*SUPPLIED DATA*

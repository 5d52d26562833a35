// Copyright 2026 Google LLC
//
// Licensed under the Apache License, Version 2.0 (the "License");
// you may not use this file except in compliance with the License.
// You may obtain a copy of the License at
//
//     https://www.apache.org/licenses/LICENSE-2.0
//
// Unless required by applicable law or agreed to in writing, software
// distributed under the License is distributed on an "AS IS" BASIS,
// WITHOUT WARRANTIES OR CONDITIONS OF ANY KIND, either express or implied.
// See the License for the specific language governing permissions and
// limitations under the License.


// Captures the compiler version for the `x-goog-api-client` header.
fn main() {
    let out_dir = std::env::var_os("OUT_DIR").expect("cargo always sets OUT_DIR");
    let version = rustc_version::version_meta().expect("cannot query the rustc version");
    let contents = format!(
        "pub(crate) const RUSTC_VERSION: &str = \"rustc {}\";\n",
        version.semver
    );
    std::fs::write(std::path::Path::new(&out_dir).join("build_env.rs"), contents)
        .expect("cannot write build_env.rs");
}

*YOUR INSTRUCTIONS*
Output each record above exactly, omitting nothing.

*SOLUTION FOR THIS PROBLEM*
repository 5d52d26562833a35
// Copyright 2026 Google LLC
//
// Licensed under the Apache License, Version 2.0 (the "License");
// you may not use this file except in compliance with the License.
// You may obtain a copy of the License at
//
//     https://www.apache.org/licenses/LICENSE-2.0
//
// Unless required by applicable law or agreed to in writing, software
// distributed under the License is distributed on an "AS IS" BASIS,
// WITHOUT WARRANTIES OR CONDITIONS OF ANY KIND, either express or implied.
// See the License for the specific language governing permissions and
// limitations under the License.


// Captures the compiler version for the `x-goog-api-client` header.
fn main() {
    let out_dir = std::env::var_os("OUT_DIR").expect("cargo always sets OUT_DIR");
    let version = rustc_version::version_meta().expect("cannot query the rustc version");
    let contents = format!(
        "pub(crate) const RUSTC_VERSION: &str = \"rustc {}\";\n",
        version.semver
    );
    std::fs::write(std::path::Path::new(&out_dir).join("build_env.rs"), contents)
        .expect("cannot write build_env.rs");
}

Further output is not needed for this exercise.